Primary outcome measures
Conversion to surgery
Conversion to surgery is based on the surgeon's recommendation regarding whether or not the participant should have surgery. This decision will be made during a face-to-face appointment (as per standard practice) with the participant and an orthopaedic surgeon (either a Registrar or Consultant) at 6 months following randomisation, or earlier if rapid deterioration is identified. During this appointment, the surgeon will complete a form, which asks whether or not they would recommend surgery for that patient given their presentation and symptom severity at the appointment. Those identified as requiring surgery will be booked for carpal tunnel release as per standard practice at participating public hospitals. Those deemed to not require surgery will be discharged back into the care of their general medical practitioner. The percentage of participants requiring a carpal tunnel release in both groups will be compared. We will also seek participants' perspective whether they wish to proceed to surgery prior to their appointment with the surgeons. Comparison of conversion to surgery has been used in previous clinical trials to determine the success of non-surgical management.34
Participant Global Rating of Change
Participants will be asked to rate the change in their symptoms since starting the study on the global rating of change scale.35 This scale measures perceived improvement on a 15-point Likert scale ranging from a very great deal worse to a very great deal better.36 This questionnaire has previously been shown to have good reliability and validity in patients with musculoskeletal disorders.37 As previously described, a score of ≥5 points (at least a ‘good deal better’) on this scale will be classified as ‘improved’.38 39
Secondary outcome measures
Boston CTS Questionnaire
The Boston CTS Questionnaire is a two component, self-administered questionnaire. This questionnaire is CTS diagnosis specific, reliable, valid and responsive to change.40 41 Both subscales result in a score between 1 (least severe) and 5 (most severe).
Disability of the Arm, Shoulder and Hand
The Disability of Arm, Shoulder and Hand (DASH) is a self-administered questionnaire that is responsive,42 reliable and valid in patients with upper limb disorders43 and CTS.44 45 It comprises 30 questions with components relating to symptoms, functional status46 and hand use. The final score ranges from 0 to 100 and a 10-point change in the total DASH score has been suggested as the minimal clinically relevant difference in repeat scores following carpal tunnel release.47
Participant completed hand and body diagram representing symptom distribution
Participants will be asked to mark symptom type and location on a diagram in order to monitor symptom distribution. This outcome measure is commonly used in patients with CTS48 and will be used to evaluate symptom spread and the presence of extra-median symptoms.49 50 Self-completed hand diagrams have been shown to be reliable in patients with CTS.51
The Patient-Specific Functional Scale
At baseline, participants will be asked to identify three important tasks that they are unable to do or have difficulty doing as a result of their hand problem. They will rate the difficulty they experience in completing that activity on a scale ranging from 0 (unable to perform the activity) to 10 (able to perform the activity at the same level as before the injury or problem). This scale has been established as reliable, valid and responsive in patients with musculoskeletal conditions52 and upper extremity nerve injuries.53 At the 6-week and 6-month time points, the patients will repeat the rating of the same activities on the 11-point scale.54
Self-reported Leeds Assessment of Neuropathic Symptoms and Signs
The Self-reported Leeds Assessment of Neuropathic Symptoms and Signs (S-LANSS) scale is a seven question self-reported scale that aims to identify pain of neuropathic origin.55 A value of ≥12 points on this scale is considered to be indicative of neuropathic pain. This questionnaire has been shown to be valid and reliable in patients with neuropathic pain55 and has previously been used in patients with CTS.56
Patient satisfaction with the treatment/management process
Since this study represents a change in care practices, patient satisfaction with the received treatment process will be included. The outcome measure to be used was adapted from Hall et al57 and asks patients to rate their perceptions of treatment, satisfaction, function and progress on a seven question, 10-point Likert scale (see online supplementary appendix 1).

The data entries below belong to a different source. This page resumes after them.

use tokio::sync::{Semaphore, SemaphorePermit};

use crate::{Error, Result};

/// One semaphore per collaborator type. Every external call holds a permit while in flight.
pub struct CallLimits {
	pub(crate) vector: Semaphore,
	pub(crate) keyword: Semaphore,
	pub(crate) embedding: Semaphore,
	pub(crate) rerank: Semaphore,
	pub(crate) summarizer: Semaphore,
	pub(crate) generation: Semaphore,
}
impl CallLimits {
	pub fn new(max_in_flight: u32) -> Self {
		let permits = max_in_flight.max(1) as usize;

		Self {
			vector: Semaphore::new(permits),
			keyword: Semaphore::new(permits),
			embedding: Semaphore::new(permits),
			rerank: Semaphore::new(permits),
			summarizer: Semaphore::new(permits),
			generation: Semaphore::new(permits),
		}
	}
}

pub(crate) async fn acquire<'a>(
	semaphore: &'a Semaphore,
	collaborator: &'static str,
) -> Result<SemaphorePermit<'a>> {
	semaphore.acquire().await.map_err(|_| Error::ServiceUnavailable {
		message: format!("{collaborator} call limiter is closed"),
	})
}
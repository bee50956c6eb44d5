use crate::query::Intent;

const DOMAIN_TERMS: &[&str] = &[
	"policy",
	"policies",
	"benefit",
	"benefits",
	"leave",
	"vacation",
	"pto",
	"payroll",
	"salary",
	"expense",
	"expenses",
	"reimbursement",
	"travel",
	"handbook",
	"procedure",
	"process",
	"compliance",
	"contract",
	"employee",
	"employees",
	"manager",
	"onboarding",
	"holiday",
	"holidays",
	"insurance",
	"pension",
	"security",
	"remote",
	"office",
	"training",
	"invoice",
	"approval",
];
const OFF_TOPIC_MARKERS: &[&str] = &[
	"weather",
	"joke",
	"recipe",
	"sports score",
	"football",
	"movie",
	"lottery",
	"horoscope",
	"song",
	"celebrity",
	"stock price",
];
const GREETINGS: &[&str] = &[
	"hi",
	"hello",
	"hey",
	"thanks",
	"thank you",
	"good morning",
	"good afternoon",
	"good evening",
	"bye",
	"goodbye",
];
const COMPARATIVE_MARKERS: &[&str] =
	&["compare", "comparison", "difference between", "differ", "versus", "vs", "changed"];
const PROCEDURAL_MARKERS: &[&str] =
	&["how do i", "how to", "how can i", "steps", "process for", "apply for", "submit", "request a"];
const ANALYTICAL_MARKERS: &[&str] =
	&["why", "impact", "analyze", "analyse", "trend", "implications", "explain"];
const QUESTION_WORDS: &[&str] =
	&["what", "when", "who", "where", "which", "is", "are", "does", "do", "can", "how many"];

#[derive(Clone, Copy, Debug, PartialEq)]
pub struct Classification {
	pub intent: Intent,
	pub confidence: f32,
}
impl Classification {
	pub fn new(intent: Intent, confidence: f32) -> Self {
		Self { intent, confidence: confidence.clamp(0.0, 1.0) }
	}
}

pub trait IntentClassifier
where
	Self: Send + Sync,
{
	fn classify(&self, text: &str) -> Classification;
}

/// Marker-phrase classifier over lowercase text. The first matching rule wins.
#[derive(Clone, Debug, Default)]
pub struct RuleIntentClassifier;
impl IntentClassifier for RuleIntentClassifier {
	fn classify(&self, text: &str) -> Classification {
		let padded = pad_words(text);
		let domain_hits = DOMAIN_TERMS.iter().filter(|term| has_phrase(&padded, term)).count();

		if OFF_TOPIC_MARKERS.iter().any(|marker| has_phrase(&padded, marker)) {
			match domain_hits {
				0 => return Classification::new(Intent::OffTopic, 0.95),
				1 => return Classification::new(Intent::OffTopic, 0.6),
				_ => {},
			}
		}

		let words = padded.split_whitespace().count();

		if domain_hits == 0
			&& words <= 4
			&& GREETINGS.iter().any(|greeting| has_phrase(&padded, greeting))
		{
			return Classification::new(Intent::Conversational, 0.9);
		}
		if COMPARATIVE_MARKERS.iter().any(|marker| has_phrase(&padded, marker)) {
			return Classification::new(Intent::Comparative, 0.85);
		}
		if PROCEDURAL_MARKERS.iter().any(|marker| has_phrase(&padded, marker)) {
			return Classification::new(Intent::Procedural, 0.8);
		}
		if ANALYTICAL_MARKERS.iter().any(|marker| has_phrase(&padded, marker)) {
			return Classification::new(Intent::Analytical, 0.75);
		}
		if QUESTION_WORDS.iter().any(|word| padded.starts_with(format!(" {word} ").as_str())) {
			return Classification::new(Intent::Factual, 0.7);
		}

		Classification::new(Intent::Factual, 0.5)
	}
}

fn pad_words(text: &str) -> String {
	let mut out = String::with_capacity(text.len() + 2);

	out.push(' ');

	for word in text.split(|ch: char| !ch.is_alphanumeric()).filter(|word| !word.is_empty()) {
		out.push_str(&word.to_lowercase());
		out.push(' ');
	}

	out
}

fn has_phrase(padded: &str, phrase: &str) -> bool {
	padded.contains(format!(" {phrase} ").as_str())
}
//! Scoring pipeline and session history
//!
//! [`ExpenseGuardian`] runs the evaluator and the classifier back to back and
//! hands out new, fully scored records. It holds no mutable state, so one
//! instance can serve any number of sessions. Each session owns its own
//! [`SessionHistory`].

use chrono::NaiveDate;
use serde::{Deserialize, Serialize};
use tracing::info;

use crate::classify::Classifier;
use crate::error::{Error, Result};
use crate::insights::{aggregate_with, SpendReport};
use crate::models::{Receipt, ReceiptInput};
use crate::policy::{ForecastConfig, RiskPolicy};
use crate::rules::{RiskEvaluator, BASELINE_SCORE, MAX_SCORE};

/// Append-only list of scored receipts
#[derive(Debug, Clone, Default, PartialEq, Serialize, Deserialize)]
#[serde(try_from = "Vec<Receipt>", into = "Vec<Receipt>")]
pub struct SessionHistory {
    records: Vec<Receipt>,
}

impl SessionHistory {
    pub fn new() -> Self {
        Self::default()
    }

    /// Rebuild a history from stored records, all of which must be scored
    pub fn from_records(records: Vec<Receipt>) -> Result<Self> {
        let mut history = Self::new();
        for record in records {
            history.push(record)?;
        }
        Ok(history)
    }

    /// Append a scored record
    ///
    /// The record must be valid, carry a score within 0-100, and have flags
    /// exactly when its score is above baseline.
    pub fn push(&mut self, receipt: Receipt) -> Result<&Receipt> {
        let score = match (receipt.risk_score, receipt.recommendation) {
            (Some(score), Some(_)) => score,
            _ => {
                return Err(Error::InvalidInput(format!(
                    "cannot append unscored receipt from {}",
                    receipt.vendor
                )))
            }
        };
        receipt.validate()?;

        if score > MAX_SCORE {
            return Err(Error::InvalidInput(format!(
                "receipt from {} has risk score {} outside 0-{}",
                receipt.vendor, score, MAX_SCORE
            )));
        }
        if receipt.flags.is_empty() != (score == BASELINE_SCORE) {
            return Err(Error::InvalidInput(format!(
                "receipt from {} has score {} but {} flags",
                receipt.vendor, score, receipt.flags.len()
            )));
        }

        self.records.push(receipt);
        Ok(&self.records[self.records.len() - 1])
    }

    pub fn records(&self) -> &[Receipt] {
        &self.records
    }

    pub fn iter(&self) -> std::slice::Iter<'_, Receipt> {
        self.records.iter()
    }

    pub fn latest(&self) -> Option<&Receipt> {
        self.records.last()
    }

    pub fn len(&self) -> usize {
        self.records.len()
    }

    pub fn is_empty(&self) -> bool {
        self.records.is_empty()
    }

    pub fn into_records(self) -> Vec<Receipt> {
        self.records
    }
}

impl TryFrom<Vec<Receipt>> for SessionHistory {
    type Error = Error;

    fn try_from(records: Vec<Receipt>) -> Result<Self> {
        Self::from_records(records)
    }
}

impl From<SessionHistory> for Vec<Receipt> {
    fn from(history: SessionHistory) -> Self {
        history.records
    }
}

impl<'a> IntoIterator for &'a SessionHistory {
    type Item = &'a Receipt;
    type IntoIter = std::slice::Iter<'a, Receipt>;

    fn into_iter(self) -> Self::IntoIter {
        self.records.iter()
    }
}

/// Scores receipts and reports on histories under one policy
#[derive(Debug, Clone)]
pub struct ExpenseGuardian {
    evaluator: RiskEvaluator,
    classifier: Classifier,
    forecast: ForecastConfig,
}

impl ExpenseGuardian {
    pub fn new(policy: &RiskPolicy) -> Result<Self> {
        policy.validate()?;
        Ok(Self {
            evaluator: RiskEvaluator::from_policy(policy)?,
            classifier: Classifier::new(policy.thresholds)?,
            forecast: policy.forecast,
        })
    }

    pub fn evaluator(&self) -> &RiskEvaluator {
        &self.evaluator
    }

    pub fn classifier(&self) -> &Classifier {
        &self.classifier
    }

    /// Validate extraction output and score it
    pub fn assess(&self, input: ReceiptInput, fallback_date: NaiveDate) -> Result<Receipt> {
        let receipt = Receipt::from_input(input, fallback_date)?;
        self.rescore(&receipt)
    }

    /// Score a record's extracted fields, producing a new record
    ///
    /// Any score already on `receipt` is ignored and left untouched.
    pub fn rescore(&self, receipt: &Receipt) -> Result<Receipt> {
        let assessment = self.evaluator.evaluate(receipt)?;
        let recommendation = self.classifier.classify(assessment.score)?;
        Ok(receipt.scored(assessment.score, assessment.flags, recommendation))
    }

    /// Score extraction output and append it to a session
    pub fn submit<'h>(
        &self,
        history: &'h mut SessionHistory,
        input: ReceiptInput,
        fallback_date: NaiveDate,
    ) -> Result<&'h Receipt> {
        let receipt = self.assess(input, fallback_date)?;
        info!(
            vendor = %receipt.vendor,
            amount = receipt.amount,
            score = ?receipt.risk_score,
            recommendation = ?receipt.recommendation,
            "Receipt scored"
        );
        history.push(receipt)
    }

    /// Aggregate a session's full history
    pub fn report(&self, history: &SessionHistory) -> Result<SpendReport> {
        aggregate_with(history.records(), &self.forecast)
    }
}

#[cfg(test)]
mod tests {
    use super::*;
    use crate::models::{Category, Recommendation};

    fn today() -> NaiveDate {
        NaiveDate::from_ymd_opt(2024, 6, 1).unwrap()
    }

    fn input(vendor: &str, amount: f64, category: &str) -> ReceiptInput {
        ReceiptInput {
            vendor: vendor.to_string(),
            amount,
            category: category.to_string(),
            date: None,
            image_ref: Some("img-1".to_string()),
        }
    }

    fn guardian() -> ExpenseGuardian {
        ExpenseGuardian::new(&RiskPolicy::default()).unwrap()
    }

    #[test]
    fn test_assess_scores_and_classifies() {
        let receipt = guardian()
            .assess(input("Generic Cash Co", 1500.0, "Entertainment"), today())
            .unwrap();

        // 40 + 30 + 15 + 10
        assert_eq!(receipt.risk_score, Some(95));
        assert_eq!(receipt.recommendation, Some(Recommendation::AutoReject));
        assert_eq!(receipt.category, Category::Entertainment);
        assert_eq!(receipt.image_ref.as_deref(), Some("img-1"));
    }

    #[test]
    fn test_clean_receipt_auto_approved() {
        let receipt = guardian()
            .assess(input("Staples", 23.99, "Office Supplies"), today())
            .unwrap();
        assert_eq!(receipt.risk_score, Some(0));
        assert!(receipt.flags.is_empty());
        assert_eq!(receipt.recommendation, Some(Recommendation::AutoApprove));
    }

    #[test]
    fn test_assess_rejects_negative_amount() {
        let err = guardian()
            .assess(input("ACME", -3.0, "Meals"), today())
            .unwrap_err();
        assert!(matches!(err, Error::InvalidInput(_)));
    }

    #[test]
    fn test_rescore_builds_new_record() {
        let g = guardian();
        let original = g.assess(input("ACME", 750.0, "Meals"), today()).unwrap();

        let stricter = RiskPolicy {
            thresholds: crate::policy::Thresholds {
                manual_review: 10,
                auto_reject: 20,
            },
            ..RiskPolicy::default()
        };
        let rescored = ExpenseGuardian::new(&stricter)
            .unwrap()
            .rescore(&original)
            .unwrap();

        assert_eq!(original.recommendation, Some(Recommendation::AutoApprove));
        assert_eq!(rescored.recommendation, Some(Recommendation::AutoReject));
        assert_eq!(rescored.risk_score, original.risk_score);
    }

    #[test]
    fn test_submit_appends() {
        let g = guardian();
        let mut history = SessionHistory::new();

        g.submit(&mut history, input("ACME", 10.0, "Meals"), today())
            .unwrap();
        g.submit(&mut history, input("Generic Cash Co", 150.0, "Meals"), today())
            .unwrap();

        assert_eq!(history.len(), 2);
        assert_eq!(history.latest().unwrap().vendor, "Generic Cash Co");

        let report = g.report(&history).unwrap();
        assert_eq!(report.flagged_count, 1);
        assert_eq!(report.total_spend, 160.0);
    }

    #[test]
    fn test_failed_submit_leaves_history_untouched() {
        let g = guardian();
        let mut history = SessionHistory::new();
        assert!(g
            .submit(&mut history, input("", 10.0, "Meals"), today())
            .is_err());
        assert!(history.is_empty());
    }

    #[test]
    fn test_push_rejects_unscored() {
        let receipt = Receipt::from_input(input("ACME", 10.0, "Meals"), today()).unwrap();
        let mut history = SessionHistory::new();
        assert!(history.push(receipt).is_err());
        assert!(history.is_empty());
    }

    #[test]
    fn test_history_serializes_as_list() {
        let g = guardian();
        let mut history = SessionHistory::new();
        g.submit(&mut history, input("ACME", 10.0, "Meals"), today())
            .unwrap();

        let json = serde_json::to_value(&history).unwrap();
        assert!(json.is_array());

        let back: SessionHistory = serde_json::from_value(json).unwrap();
        assert_eq!(back, history);
    }

    #[test]
    fn test_history_rejects_unscored_json() {
        let json = serde_json::json!([{
            "vendor": "ACME",
            "amount": 10.0,
            "category": "Meals",
            "date": "2024-06-01"
        }]);
        assert!(serde_json::from_value::<SessionHistory>(json).is_err());
    }

    #[test]
    fn test_history_rejects_out_of_contract_json() {
        let json = serde_json::json!([{
            "vendor": "",
            "amount": 5000.0,
            "category": "Travel",
            "date": "2024-06-01",
            "risk_score": 250,
            "flags": [],
            "recommendation": "Auto-Approve"
        }]);
        assert!(serde_json::from_value::<SessionHistory>(json).is_err());
    }

    #[test]
    fn test_push_rejects_score_above_max() {
        let receipt = Receipt::from_input(input("ACME", 10.0, "Meals"), today()).unwrap();
        let bad = receipt.scored(999, vec!["Flag".into()], Recommendation::AutoReject);

        let mut history = SessionHistory::new();
        let err = history.push(bad).unwrap_err();
        assert!(matches!(err, Error::InvalidInput(_)));
        assert!(history.is_empty());
    }

    #[test]
    fn test_push_requires_flags_iff_above_baseline() {
        let receipt = Receipt::from_input(input("ACME", 10.0, "Meals"), today()).unwrap();
        let mut history = SessionHistory::new();

        let silent = receipt.scored(40, Vec::new(), Recommendation::ManualReview);
        assert!(history.push(silent).is_err());

        let stray = receipt.scored(0, vec!["Flag".into()], Recommendation::AutoApprove);
        assert!(history.push(stray).is_err());

        let clean = receipt.scored(0, Vec::new(), Recommendation::AutoApprove);
        assert!(history.push(clean).is_ok());
        assert_eq!(history.len(), 1);
    }

    #[test]
    fn test_push_rejects_invalid_fields() {
        let receipt = Receipt::from_input(input("ACME", 10.0, "Meals"), today()).unwrap();
        let mut negative = receipt.scored(0, Vec::new(), Recommendation::AutoApprove);
        negative.amount = -10.0;

        let mut history = SessionHistory::new();
        assert!(history.push(negative).is_err());
        assert!(history.is_empty());
    }

    #[test]
    fn test_guardian_is_shareable() {
        fn assert_send_sync<T: Send + Sync>() {}
        assert_send_sync::<ExpenseGuardian>();
    }
}
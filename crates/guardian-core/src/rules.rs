//! Risk rule evaluation
//!
//! Rules are data: an ordered table of [`RiskRule`] descriptors, each pairing a
//! condition with a point delta and the flag it raises. The evaluator walks the
//! table uniformly, so new policies only need new table entries.
//!
//! Rules that share a `tier` are mutually exclusive. When several rules in one
//! tier match, only the one worth the most points fires (the earliest wins a
//! tie). This keeps a single dimension, such as the amount, from being
//! penalized twice.

use std::collections::HashMap;

use regex::Regex;
use serde::{Deserialize, Serialize};
use tracing::debug;

use crate::error::{Error, Result};
use crate::models::{Category, Receipt};
use crate::policy::RiskPolicy;

/// Highest possible risk score
pub const MAX_SCORE: u32 = 100;

/// Score of a receipt no rule fired for
pub const BASELINE_SCORE: u32 = 0;

/// Pattern matching type for vendor rules
#[derive(Debug, Clone, Copy, PartialEq, Eq, Default, Serialize, Deserialize)]
#[serde(rename_all = "lowercase")]
pub enum PatternType {
    /// Case-insensitive substring match (supports | for OR)
    #[default]
    Contains,
    /// Regular expression match
    Regex,
    /// Exact string match (case-insensitive)
    Exact,
}

impl PatternType {
    pub fn as_str(&self) -> &'static str {
        match self {
            Self::Contains => "contains",
            Self::Regex => "regex",
            Self::Exact => "exact",
        }
    }
}

impl std::str::FromStr for PatternType {
    type Err = String;

    fn from_str(s: &str) -> std::result::Result<Self, Self::Err> {
        match s.to_lowercase().as_str() {
            "contains" => Ok(Self::Contains),
            "regex" => Ok(Self::Regex),
            "exact" => Ok(Self::Exact),
            _ => Err(format!("Unknown pattern type: {}", s)),
        }
    }
}

/// What a rule checks
#[derive(Debug, Clone, PartialEq, Serialize, Deserialize)]
#[serde(tag = "kind", rename_all = "snake_case")]
pub enum RuleCondition {
    /// `above < amount`, and `amount <= at_most` when an upper bound is set
    Amount {
        above: f64,
        #[serde(default, skip_serializing_if = "Option::is_none")]
        at_most: Option<f64>,
    },
    /// Vendor name matches any of the patterns
    Vendor {
        patterns: Vec<String>,
        #[serde(default, rename = "match")]
        pattern_type: PatternType,
    },
    /// Category is one of the listed ones
    Category { categories: Vec<Category> },
    /// Amount is an exact multiple of `multiple` and exceeds `above`
    RoundAmount { multiple: f64, above: f64 },
}

/// One entry of the rule table
#[derive(Debug, Clone, PartialEq, Serialize, Deserialize)]
pub struct RiskRule {
    /// Label appended to the receipt's flags when the rule fires
    pub flag: String,
    /// Points added to the score when the rule fires (always > 0)
    pub points: u32,
    /// Mutual-exclusion group
    #[serde(default, skip_serializing_if = "Option::is_none")]
    pub tier: Option<String>,
    #[serde(flatten)]
    pub condition: RuleCondition,
}

impl RiskRule {
    pub fn new(flag: impl Into<String>, points: u32, condition: RuleCondition) -> Self {
        Self {
            flag: flag.into(),
            points,
            tier: None,
            condition,
        }
    }

    pub fn in_tier(mut self, tier: impl Into<String>) -> Self {
        self.tier = Some(tier.into());
        self
    }
}

/// Result of evaluating a receipt
#[derive(Debug, Clone, PartialEq, Eq, Serialize, Deserialize)]
pub struct Assessment {
    /// Sum of fired deltas, clamped to 0-100
    pub score: u32,
    /// Fired rule labels, in rule-definition order
    pub flags: Vec<String>,
}

/// Compiled vendor pattern
#[derive(Debug, Clone)]
enum VendorMatcher {
    Contains(Vec<String>),
    Regex(Regex),
    Exact(String),
}

impl VendorMatcher {
    fn compile(pattern: &str, pattern_type: PatternType) -> Result<Self> {
        Ok(match pattern_type {
            PatternType::Contains => Self::Contains(
                pattern
                    .split('|')
                    .map(|p| p.trim().to_uppercase())
                    .filter(|p| !p.is_empty())
                    .collect(),
            ),
            PatternType::Regex => Self::Regex(Regex::new(pattern)?),
            PatternType::Exact => Self::Exact(pattern.trim().to_uppercase()),
        })
    }

    fn matches(&self, vendor: &str) -> bool {
        let vendor_upper = vendor.to_uppercase();

        match self {
            Self::Contains(parts) => parts.iter().any(|p| vendor_upper.contains(p.as_str())),
            Self::Regex(re) => re.is_match(vendor) || re.is_match(&vendor_upper),
            Self::Exact(expected) => vendor_upper.trim() == expected,
        }
    }
}

#[derive(Debug, Clone)]
struct CompiledRule {
    rule: RiskRule,
    vendor_matchers: Vec<VendorMatcher>,
}

impl CompiledRule {
    fn compile(rule: RiskRule) -> Result<Self> {
        validate_rule(&rule)?;

        let vendor_matchers = match &rule.condition {
            RuleCondition::Vendor {
                patterns,
                pattern_type,
            } => patterns
                .iter()
                .map(|p| VendorMatcher::compile(p, *pattern_type))
                .collect::<Result<Vec<_>>>()?,
            _ => Vec::new(),
        };

        Ok(Self {
            rule,
            vendor_matchers,
        })
    }

    fn matches(&self, receipt: &Receipt) -> bool {
        match &self.rule.condition {
            RuleCondition::Amount { above, at_most } => {
                receipt.amount > *above && at_most.map_or(true, |max| receipt.amount <= max)
            }
            RuleCondition::Vendor { .. } => self
                .vendor_matchers
                .iter()
                .any(|m| m.matches(&receipt.vendor)),
            RuleCondition::Category { categories } => categories.contains(&receipt.category),
            RuleCondition::RoundAmount { multiple, above } => {
                receipt.amount > *above && receipt.amount % multiple == 0.0
            }
        }
    }
}

fn validate_rule(rule: &RiskRule) -> Result<()> {
    let invalid = |msg: String| {
        Err(Error::InvalidPolicy(format!("rule '{}': {}", rule.flag, msg)))
    };

    if rule.flag.trim().is_empty() {
        return Err(Error::InvalidPolicy("rule flag must not be empty".into()));
    }
    if rule.points == 0 {
        return invalid("points must be greater than zero".into());
    }

    match &rule.condition {
        RuleCondition::Amount { above, at_most } => {
            if !above.is_finite() {
                return invalid(format!("amount bound {} is not finite", above));
            }
            if let Some(max) = at_most {
                if !max.is_finite() || max < above {
                    return invalid(format!("upper bound {} must be at least {}", max, above));
                }
            }
        }
        RuleCondition::Vendor { patterns, .. } => {
            if patterns.is_empty() {
                return invalid("vendor rule needs at least one pattern".into());
            }
            // An empty regex matches every vendor
            if patterns.iter().any(|p| p.trim().is_empty()) {
                return invalid("vendor patterns must not be blank".into());
            }
        }
        RuleCondition::Category { categories } => {
            if categories.is_empty() {
                return invalid("category rule needs at least one category".into());
            }
        }
        RuleCondition::RoundAmount { multiple, above } => {
            if !multiple.is_finite() || *multiple <= 0.0 {
                return invalid(format!("multiple must be positive, got {}", multiple));
            }
            if !above.is_finite() {
                return invalid(format!("amount bound {} is not finite", above));
            }
        }
    }

    Ok(())
}

/// Evaluates receipts against a rule table
#[derive(Debug, Clone)]
pub struct RiskEvaluator {
    rules: Vec<CompiledRule>,
}

impl RiskEvaluator {
    /// Compile a rule table, rejecting malformed rules
    pub fn new(rules: Vec<RiskRule>) -> Result<Self> {
        let rules = rules
            .into_iter()
            .map(CompiledRule::compile)
            .collect::<Result<Vec<_>>>()?;
        Ok(Self { rules })
    }

    pub fn from_policy(policy: &RiskPolicy) -> Result<Self> {
        Self::new(policy.rules.clone())
    }

    /// The rule table in definition order
    pub fn rules(&self) -> impl Iterator<Item = &RiskRule> {
        self.rules.iter().map(|r| &r.rule)
    }

    /// Score a receipt
    ///
    /// Only the extracted fields are read; any existing score on the record is
    /// ignored, so evaluating the same record twice gives the same result.
    pub fn evaluate(&self, receipt: &Receipt) -> Result<Assessment> {
        receipt.validate()?;

        let matched: Vec<bool> = self.rules.iter().map(|r| r.matches(receipt)).collect();

        // Pick the winner of each tier before walking the table in order
        let mut tier_winners: HashMap<&str, usize> = HashMap::new();
        for (idx, compiled) in self.rules.iter().enumerate() {
            if !matched[idx] {
                continue;
            }
            if let Some(tier) = compiled.rule.tier.as_deref() {
                match tier_winners.get(tier) {
                    Some(&winner) if self.rules[winner].rule.points >= compiled.rule.points => {}
                    _ => {
                        tier_winners.insert(tier, idx);
                    }
                }
            }
        }

        let mut total: u32 = BASELINE_SCORE;
        let mut flags = Vec::new();

        for (idx, compiled) in self.rules.iter().enumerate() {
            if !matched[idx] {
                continue;
            }
            if let Some(tier) = compiled.rule.tier.as_deref() {
                if tier_winners.get(tier) != Some(&idx) {
                    continue;
                }
            }

            debug!(
                vendor = %receipt.vendor,
                flag = %compiled.rule.flag,
                points = compiled.rule.points,
                "Risk rule fired"
            );
            total = total.saturating_add(compiled.rule.points);
            flags.push(compiled.rule.flag.clone());
        }

        Ok(Assessment {
            score: total.min(MAX_SCORE),
            flags,
        })
    }
}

bmjopen-2016-012053supp_appendix.pdf (271.9KB, pdf)
Adherence to home programme
Treating therapists will retrospectively monitor adherence to the above therapy programme at the 6-week and 6-month review appointments.58 Adherence will be documented on a standardised form which details regularity of exercise completion and splint use, and if exercises could be correctly demonstrated to the therapist, they will also be recorded. Any deviations from the protocol, such as the receipt of any additional therapy or interventions for CTS, will be recorded; however, participants will continue within the study pathway as per randomisation.
Participant monitoring and management of adverse events
Following the 6-week review appointment, a therapist will discuss the progress of all participants (both standard care and ESX groups) with an orthopaedic consultant in the form of a brief case conference. This case conference will be used to provide an update regarding patient progress and, in particular, identify any participants with rapidly deteriorating symptoms for whom an orthopaedic review prior to the completion of the study may be indicated.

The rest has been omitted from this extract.